** Opening Supplied material block **

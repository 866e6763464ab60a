use std::io::Write;

use crate::config::LineFormat;
use crate::loggable::LogArg;
use crate::message::LogMessage;

/// Renders messages into output lines.
///
/// All output goes into a caller-owned byte buffer so the consumer can
/// reuse one allocation for every line it writes.
#[derive(Debug, Clone, Copy)]
pub struct LineRenderer {
    format: LineFormat,
    float_precision: usize,
}

impl LineRenderer {
    pub fn new(format: LineFormat, float_precision: usize) -> Self {
        Self {
            format,
            float_precision,
        }
    }

    /// Appends the newline-terminated line for `msg` to `out`.
    ///
    /// Plain lines look like `[<timestamp>][T<producer>] 1 2.500000 AAPL 0x7ffd`.
    pub fn render(&self, msg: &LogMessage, out: &mut Vec<u8>) {
        let _ = write!(out, "[{}][T{}]", msg.timestamp, msg.producer_id);
        match self.format {
            LineFormat::Plain => {
                for arg in msg.args() {
                    out.push(b' ');
                    write_arg(out, arg, self.float_precision);
                }
            }
            LineFormat::Templated => {
                out.push(b' ');
                render_template(out, msg.format, msg.args(), self.float_precision);
            }
        }
        out.push(b'\n');
    }
}

/// Writes one argument: integers in decimal, floats with `precision`
/// decimals, strings as their raw bytes, addresses as `0x` hex.
pub fn write_arg(out: &mut Vec<u8>, arg: &LogArg, precision: usize) {
    match arg {
        LogArg::I64(v) => {
            let _ = write!(out, "{}", v);
        }
        LogArg::U64(v) => {
            let _ = write!(out, "{}", v);
        }
        LogArg::F64(v) => {
            let _ = write!(out, "{:.*}", precision, v);
        }
        LogArg::Str(s) => out.extend_from_slice(s.as_bytes()),
        LogArg::Addr(a) => {
            let _ = write!(out, "0x{:x}", a);
        }
    }
}

/// Fills `{}` and printf-style placeholders in `template` with `args`.
///
/// `{{`, `}}` and `%%` are escapes. A placeholder without a matching
/// argument renders as `{MISSING}`; arguments left over at the end are
/// appended, space separated. An explicit printf precision (`%.2f`)
/// overrides `precision` for float arguments.
pub fn render_template(out: &mut Vec<u8>, template: &str, args: &[LogArg], precision: usize) {
    let bytes = template.as_bytes();
    let mut args = args.iter();
    let mut literal_start = 0;
    let mut i = 0;

    let mut emit = |out: &mut Vec<u8>, precision: usize| match args.next() {
        Some(arg) => write_arg(out, arg, precision),
        None => out.extend_from_slice(b"{MISSING}"),
    };

    while i < bytes.len() {
        let next = bytes.get(i + 1).copied();
        match (bytes[i], next) {
            (b'{', Some(b'{')) | (b'}', Some(b'}')) | (b'%', Some(b'%')) => {
                out.extend_from_slice(&bytes[literal_start..i]);
                out.push(bytes[i]);
                i += 2;
                literal_start = i;
            }
            (b'{', Some(b'}')) => {
                out.extend_from_slice(&bytes[literal_start..i]);
                emit(out, precision);
                i += 2;
                literal_start = i;
            }
            (b'%', Some(_)) => match parse_conversion(bytes, i + 1) {
                Some((end, explicit)) => {
                    out.extend_from_slice(&bytes[literal_start..i]);
                    emit(out, explicit.unwrap_or(precision));
                    i = end + 1;
                    literal_start = i;
                }
                None => i += 1,
            },
            _ => i += 1,
        }
    }
    out.extend_from_slice(&bytes[literal_start..]);

    for arg in args {
        out.push(b' ');
        write_arg(out, arg, precision);
    }
}

/// Parses a printf conversion starting just after its `%`.
///
/// Returns the index of the conversion character and the explicit
/// precision, if any.
fn parse_conversion(bytes: &[u8], start: usize) -> Option<(usize, Option<usize>)> {
    let mut i = start;
    while i < bytes.len() && matches!(bytes[i], b'-' | b'+' | b'#' | b'0') {
        i += 1;
    }
    while i < bytes.len() && bytes[i].is_ascii_digit() {
        i += 1;
    }

    let mut precision = None;
    if i < bytes.len() && bytes[i] == b'.' {
        i += 1;
        let mut p = 0usize;
        while i < bytes.len() && bytes[i].is_ascii_digit() {
            p = p.saturating_mul(10).saturating_add((bytes[i] - b'0') as usize);
            i += 1;
        }
        precision = Some(p.min(17));
    }

    while i < bytes.len() && matches!(bytes[i], b'h' | b'l' | b'L' | b'q' | b'j' | b'z' | b't') {
        i += 1;
    }

    match bytes.get(i) {
        Some(b'd' | b'i' | b'u' | b'x' | b'X' | b'o' | b'f' | b'F' | b'e' | b'E' | b'g' | b'G' | b's'
            | b'c' | b'p') => Some((i, precision)),
        _ => None,
    }
}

** Closing Supplied material block **

**About this exercise:** Write out the listing's lines exactly, from its first line through the line that contains "line it writes.", and stop there.

**Result:**
repository 866e6763464ab60a
use std::io::Write;

use crate::config::LineFormat;
use crate::loggable::LogArg;
use crate::message::LogMessage;

/// Renders messages into output lines.
///
/// All output goes into a caller-owned byte buffer so the consumer can
/// reuse one allocation for every line it writes.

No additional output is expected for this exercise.